Jack Windsor Lewis has been a guest lecturer at over eighty other universities, at the British Institute of Recorded Sound, for the British Council and other bodies in various countries including Argentina, Austria, Belgium, Bulgaria, Chile, Croatia, the (now) Czech Republic, Denmark, Estonia, Finland, France, Germany, Hungary, Israel, Italy, Iran, Iraq, Japan, Latvia, Lithuania, the Netherlands, Norway, Peru, Poland, Romania, the (now) Slovak Republic, Slovenia, Spain, Sweden, Switzerland and Tunisia.

===Other professional activities===
He has acted in an advisory capacity for the BBC and ITV, for OUP, CUP and other publishers, and for West Yorkshire Playhouse and other theatres.
He has worked with police forces and legal practices on many occasions 1975–86, mainly involving court appearances as "expert witness". (One notable case he was involved in was the Yorkshire Ripper manhunt). He has been an examiner at various times for the College of Speech Therapy and for the International Phonetic Association.

==Publications==
His publications have included many articles, textbooks and A Concise Pronouncing Dictionary of British and American English. John C Wells has written of this work "in 1972, his best-known work was published: A Concise Pronouncing Dictionary of British and American English (OUP).
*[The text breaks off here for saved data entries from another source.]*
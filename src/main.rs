fn main() {
    let args: Vec<String> = std::env::args().collect();
    std::process::exit(paygroups::cli::run_with_args(&args));
}
use std::fs;
use std::path::PathBuf;
use std::process::{Command, Output};
use std::time::{SystemTime, UNIX_EPOCH};

fn bin() -> &'static str {
    env!("CARGO_BIN_EXE_paygroups")
}

fn unique_temp_path(name: &str, ext: &str) -> PathBuf {
    let stamp = SystemTime::now()
        .duration_since(UNIX_EPOCH)
        .expect("clock should be after unix epoch")
        .as_nanos();
    std::env::temp_dir().join(format!("paygroups-{name}-{stamp}.{ext}"))
}

fn run(args: &[&str]) -> Output {
    Command::new(bin())
        .args(args)
        .current_dir(std::env::temp_dir())
        .env_remove("PAYGROUPS_LIMIT")
        .env_remove("PAYGROUPS_LEADER_COUNT")
        .env_remove("PAYGROUPS_BIND")
        .env_remove("RUST_LOG")
        .output()
        .expect("paygroups should run")
}

struct Fixture {
    employees: PathBuf,
    leaders: PathBuf,
}

impl Fixture {
    fn new(name: &str, employees: &str, leaders: &str) -> Self {
        let fixture = Self {
            employees: unique_temp_path(&format!("{name}-employees"), "csv"),
            leaders: unique_temp_path(&format!("{name}-leaders"), "csv"),
        };
        fs::write(&fixture.employees, employees).expect("employees fixture should be written");
        fs::write(&fixture.leaders, leaders).expect("leaders fixture should be written");
        fixture
    }

    fn employees(&self) -> String {
        self.employees.to_string_lossy().into_owned()
    }

    fn leaders(&self) -> String {
        self.leaders.to_string_lossy().into_owned()
    }
}

impl Drop for Fixture {
    fn drop(&mut self) {
        let _ = fs::remove_file(&self.employees);
        let _ = fs::remove_file(&self.leaders);
    }
}

const EMPLOYEES: &str = "Name,Salary\nA,10000\nB,20000\nC,15000\nD,30000\n";

#[test]
fn assign_prints_table() {
    let fixture = Fixture::new("table", EMPLOYEES, "LeaderName\nA\n");
    let output = run(&[
        "assign",
        "--employees",
        &fixture.employees(),
        "--leaders",
        &fixture.leaders(),
        "--limit",
        "50000",
        "--leader-count",
        "1",
    ]);

    assert_eq!(output.status.code(), Some(0));
    let stdout = String::from_utf8_lossy(&output.stdout);
    assert!(stdout.contains("Group 1 - Leader: A | Total Salary: 40000"));
    assert!(stdout.contains("Unassigned Employees"));
}

#[test]
fn assign_emits_json() {
    let fixture = Fixture::new("json", EMPLOYEES, "LeaderName\nA\nB\n");
    let output = run(&[
        "assign",
        "--employees",
        &fixture.employees(),
        "--leaders",
        &fixture.leaders(),
        "--limit",
        "50000",
        "--leader-count",
        "2",
        "--format",
        "json",
    ]);

    assert_eq!(output.status.code(), Some(0));
    let stdout = String::from_utf8_lossy(&output.stdout);
    let payload: serde_json::Value =
        serde_json::from_str(&stdout).expect("assign should emit json");
    assert_eq!(payload["groups"].as_array().map(Vec::len), Some(2));
    assert_eq!(payload["unassigned"].as_array().map(Vec::len), Some(0));
}

#[test]
fn assign_writes_csv_export() {
    let fixture = Fixture::new("export", EMPLOYEES, "LeaderName\nA\n");
    let out_path = unique_temp_path("export-out", "csv");
    let output = run(&[
        "assign",
        "--employees",
        &fixture.employees(),
        "--leaders",
        &fixture.leaders(),
        "--limit",
        "50000",
        "--leader-count",
        "1",
        "--csv",
        out_path.to_string_lossy().as_ref(),
    ]);

    assert_eq!(output.status.code(), Some(0));
    let written = fs::read_to_string(&out_path).expect("csv should be written");
    assert_eq!(written, "Leader,Employee,Salary\nA,A,10000\nA,D,30000\n");

    let _ = fs::remove_file(out_path);
}

#[test]
fn assign_fails_on_leader_count_mismatch() {
    let fixture = Fixture::new("count", EMPLOYEES, "LeaderName\nA\n");
    let output = run(&[
        "assign",
        "--employees",
        &fixture.employees(),
        "--leaders",
        &fixture.leaders(),
    ]);

    assert_eq!(output.status.code(), Some(1));
    let stderr = String::from_utf8_lossy(&output.stderr);
    assert!(stderr.contains("You must enter exactly 15 leaders"));
}

#[test]
fn assign_fails_on_unknown_leader() {
    let fixture = Fixture::new("unknown", EMPLOYEES, "LeaderName\nZ\n");
    let output = run(&[
        "assign",
        "--employees",
        &fixture.employees(),
        "--leaders",
        &fixture.leaders(),
        "--leader-count",
        "1",
    ]);

    assert_eq!(output.status.code(), Some(1));
    let stderr = String::from_utf8_lossy(&output.stderr);
    assert!(stderr.contains("Leader 'Z' not found in employees list."));
}

#[test]
fn assign_reports_bad_salary_cells() {
    let fixture = Fixture::new("salary", "Name,Salary\nA,lots\n", "LeaderName\nA\n");
    let output = run(&[
        "assign",
        "--employees",
        &fixture.employees(),
        "--leaders",
        &fixture.leaders(),
        "--leader-count",
        "1",
    ]);

    assert_eq!(output.status.code(), Some(1));
    let stderr = String::from_utf8_lossy(&output.stderr);
    assert!(stderr.contains("salary 'lots'"));
}

#[test]
fn assign_without_inputs_fails() {
    let output = run(&["assign"]);
    assert_eq!(output.status.code(), Some(1));
    let stderr = String::from_utf8_lossy(&output.stderr);
    assert!(stderr.contains("--workbook"));
}

#[test]
fn missing_workbook_is_reported() {
    let path = unique_temp_path("missing", "xlsx");
    let output = run(&["inspect", path.to_string_lossy().as_ref()]);
    assert_eq!(output.status.code(), Some(1));
    let stderr = String::from_utf8_lossy(&output.stderr);
    assert!(stderr.contains("failed to read workbook"));
}

#[test]
fn explicit_config_file_is_used() {
    let fixture = Fixture::new("config", EMPLOYEES, "LeaderName\nA\n");
    let config_path = unique_temp_path("config", "yaml");
    fs::write(&config_path, "limit: 60000\nleader_count: 1\n").expect("config should be written");

    let output = run(&[
        "assign",
        "--employees",
        &fixture.employees(),
        "--leaders",
        &fixture.leaders(),
        "--config",
        config_path.to_string_lossy().as_ref(),
    ]);

    assert_eq!(output.status.code(), Some(0));
    let stdout = String::from_utf8_lossy(&output.stdout);
    // 10000 + 30000 + 20000 = 60000 fits under the file's limit.
    assert!(stdout.contains("Total Salary: 60000"));

    let _ = fs::remove_file(config_path);
}

#[test]
fn unknown_command_is_a_usage_error() {
    let output = run(&["launch"]);
    assert_eq!(output.status.code(), Some(2));
}

#[test]
fn flags_override_invalid_config_values() {
    let fixture = Fixture::new("override", EMPLOYEES, "LeaderName\nA\n");
    let config_path = unique_temp_path("zero-config", "yaml");
    fs::write(&config_path, "limit: 0\nleader_count: 0\n").expect("config should be written");

    let output = run(&[
        "assign",
        "--employees",
        &fixture.employees(),
        "--leaders",
        &fixture.leaders(),
        "--config",
        config_path.to_string_lossy().as_ref(),
        "--limit",
        "50000",
        "--leader-count",
        "1",
    ]);
    let _ = fs::remove_file(&config_path);

    assert_eq!(output.status.code(), Some(0));
    let stdout = String::from_utf8_lossy(&output.stdout);
    assert!(stdout.contains("Group 1 - Leader: A | Total Salary: 40000"));
}

#[test]
fn invalid_config_without_override_is_rejected() {
    let fixture = Fixture::new("zero", EMPLOYEES, "LeaderName\nA\n");
    let config_path = unique_temp_path("zero-limit", "yaml");
    fs::write(&config_path, "limit: 0\n").expect("config should be written");

    let output = run(&[
        "assign",
        "--employees",
        &fixture.employees(),
        "--leaders",
        &fixture.leaders(),
        "--config",
        config_path.to_string_lossy().as_ref(),
        "--leader-count",
        "1",
    ]);
    let _ = fs::remove_file(&config_path);

    assert_eq!(output.status.code(), Some(1));
    let stderr = String::from_utf8_lossy(&output.stderr);
    assert!(stderr.contains("limit must be greater than zero"));
}

fn fixture_path(name: &str) -> String {
    std::path::Path::new(env!("CARGO_MANIFEST_DIR"))
        .join("tests")
        .join("fixtures")
        .join(name)
        .to_string_lossy()
        .into_owned()
}

#[test]
fn assign_reads_workbook() {
    let output = run(&[
        "assign",
        "--workbook",
        &fixture_path("roster.xlsx"),
        "--limit",
        "50000",
        "--leader-count",
        "1",
    ]);

    assert_eq!(output.status.code(), Some(0));
    let stdout = String::from_utf8_lossy(&output.stdout);
    assert!(stdout.contains("Group 1 - Leader: A | Total Salary: 40000"));
    assert!(stdout.contains("Unassigned Employees"));
}

#[test]
fn workbook_missing_leaders_sheet_fails() {
    let output = run(&[
        "assign",
        "--workbook",
        &fixture_path("no_leaders.xlsx"),
        "--leader-count",
        "1",
    ]);

    assert_eq!(output.status.code(), Some(1));
    let stderr = String::from_utf8_lossy(&output.stderr);
    assert!(stderr.contains("workbook has no 'Leaders' sheet"));
}
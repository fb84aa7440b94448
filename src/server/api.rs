use serde::{Deserialize, Serialize};
use thiserror::Error;

use crate::config::GroupingConfig;
use crate::data::entry::{
    normalize_entries, parse_employee_lines, parse_leader_lines, EmployeeEntry, EntryError,
};
use crate::data::validate::{validate_inputs, InputError};
use crate::grouping::export::to_csv_string;
use crate::grouping::{assign, AssignError, Employee, Group, GroupingResult};

/// Employees and leaders come either as structured lists or as the raw
/// textarea contents (`name,salary` lines and one leader per line). Text
/// fields are appended after the list entries.
#[derive(Debug, Clone, Deserialize)]
pub struct GroupRequest {
    #[serde(default)]
    pub employees: Vec<EmployeeEntry>,
    #[serde(default)]
    pub employees_text: Option<String>,
    #[serde(default)]
    pub leaders: Vec<String>,
    #[serde(default)]
    pub leaders_text: Option<String>,
    pub limit: Option<u64>,
    pub leader_count: Option<usize>,
}

#[derive(Debug, Clone, Serialize)]
pub struct GroupResponse {
    pub status: &'static str,
    pub limit: u64,
    pub leader_count: usize,
    pub all_assigned: bool,
    pub groups: Vec<Group>,
    pub unassigned: Vec<Employee>,
}

#[derive(Debug, Clone, Serialize)]
pub struct ValidationIssue {
    pub field: &'static str,
    pub messages: Vec<String>,
}

#[derive(Debug, Clone, Serialize)]
pub struct ValidationErrorResponse {
    pub status: &'static str,
    pub message: &'static str,
    pub errors: Vec<ValidationIssue>,
}

impl ValidationErrorResponse {
    fn single(field: &'static str, message: impl Into<String>) -> Self {
        Self {
            status: "error",
            message: "Validation failed",
            errors: vec![ValidationIssue {
                field,
                messages: vec![message.into()],
            }],
        }
    }
}

#[derive(Debug, Error)]
pub enum GroupPayloadError {
    /// The request body is not a valid grouping request.
    #[error("{0}")]
    Parse(#[source] serde_json::Error),
    #[error("invalid grouping request")]
    Validation(ValidationErrorResponse),
    /// The grouping succeeded but the response could not be encoded.
    #[error("failed to serialize response: {0}")]
    Serialize(#[source] serde_json::Error),
    #[error("failed to export csv: {0}")]
    Export(#[source] csv::Error),
}

impl From<InputError> for GroupPayloadError {
    fn from(err: InputError) -> Self {
        let field = match err {
            InputError::NoEmployees => "employees",
            InputError::LeaderCountMismatch { .. } => "leaders",
        };
        Self::Validation(ValidationErrorResponse::single(field, err.to_string()))
    }
}

impl From<EntryError> for GroupPayloadError {
    fn from(err: EntryError) -> Self {
        Self::Validation(ValidationErrorResponse::single("employees", err.to_string()))
    }
}

impl From<AssignError> for GroupPayloadError {
    fn from(err: AssignError) -> Self {
        Self::Validation(ValidationErrorResponse::single("leaders", err.to_string()))
    }
}

pub fn health_payload() -> Result<String, serde_json::Error> {
    serde_json::to_string_pretty(&serde_json::json!({
        "status": "ok",
        "service": "paygroups-api",
        "version": env!("CARGO_PKG_VERSION")
    }))
}

pub fn config_payload(config: &GroupingConfig) -> Result<String, serde_json::Error> {
    serde_json::to_string_pretty(&serde_json::json!({
        "limit": config.limit,
        "leader_count": config.leader_count,
    }))
}

struct ResolvedGrouping {
    limit: u64,
    leader_count: usize,
    result: GroupingResult,
}

fn resolve_grouping(body: &str, config: &GroupingConfig) -> Result<ResolvedGrouping, GroupPayloadError> {
    let request: GroupRequest = serde_json::from_str(body).map_err(GroupPayloadError::Parse)?;

    let limit = request.limit.unwrap_or(config.limit);
    if limit == 0 {
        return Err(GroupPayloadError::Validation(ValidationErrorResponse::single(
            "limit",
            "limit must be greater than zero",
        )));
    }
    let leader_count = request.leader_count.unwrap_or(config.leader_count);

    let mut employees = normalize_entries(request.employees);
    if let Some(text) = &request.employees_text {
        employees.extend(parse_employee_lines(text)?);
    }
    let mut leaders: Vec<String> = request
        .leaders
        .iter()
        .map(|leader| leader.trim())
        .filter(|leader| !leader.is_empty())
        .map(str::to_string)
        .collect();
    if let Some(text) = &request.leaders_text {
        leaders.extend(parse_leader_lines(text));
    }

    validate_inputs(&employees, &leaders, leader_count)?;
    let result = assign(&employees, &leaders, limit)?;

    Ok(ResolvedGrouping {
        limit,
        leader_count,
        result,
    })
}

pub fn groups_payload(body: &str, config: &GroupingConfig) -> Result<String, GroupPayloadError> {
    let resolved = resolve_grouping(body, config)?;
    let response = GroupResponse {
        status: "ok",
        limit: resolved.limit,
        leader_count: resolved.leader_count,
        all_assigned: resolved.result.all_assigned(),
        groups: resolved.result.groups,
        unassigned: resolved.result.unassigned,
    };
    serde_json::to_string_pretty(&response).map_err(GroupPayloadError::Serialize)
}

pub fn groups_csv_payload(body: &str, config: &GroupingConfig) -> Result<String, GroupPayloadError> {
    let resolved = resolve_grouping(body, config)?;
    to_csv_string(&resolved.result).map_err(GroupPayloadError::Export)
}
In some countries English as a foreign language means British English, in others American: this was the first pronouncing dictionary to cover both. Like Jack's other books, it is innovative and even daring in its readiness to abandon the outdated and embrace the new."

In 1974 he recast for A. S. Hornby the treatment of pronunciation in the third edition of the Oxford Advanced Learner's Dictionary of Current English giving, for the first time in any major EFL dictionary, its (100,000) entries in American pronunciation as well as British. This lead has been widely followed and is now standard practice in dictionaries that include English pronunciation.

Other publications include:
- (1969) A Guide to English Pronunciation.
- (1974) with A. S. Hornby & A. P. Cowie Oxford Advanced Learner's Dictionary of Current English.
- (1975) Linking /r/ in the General British pronunciation of English.
- (1990) HappYland reconnoitred.
- (2014) Phonetics in Advanced Learner's Dictionaries.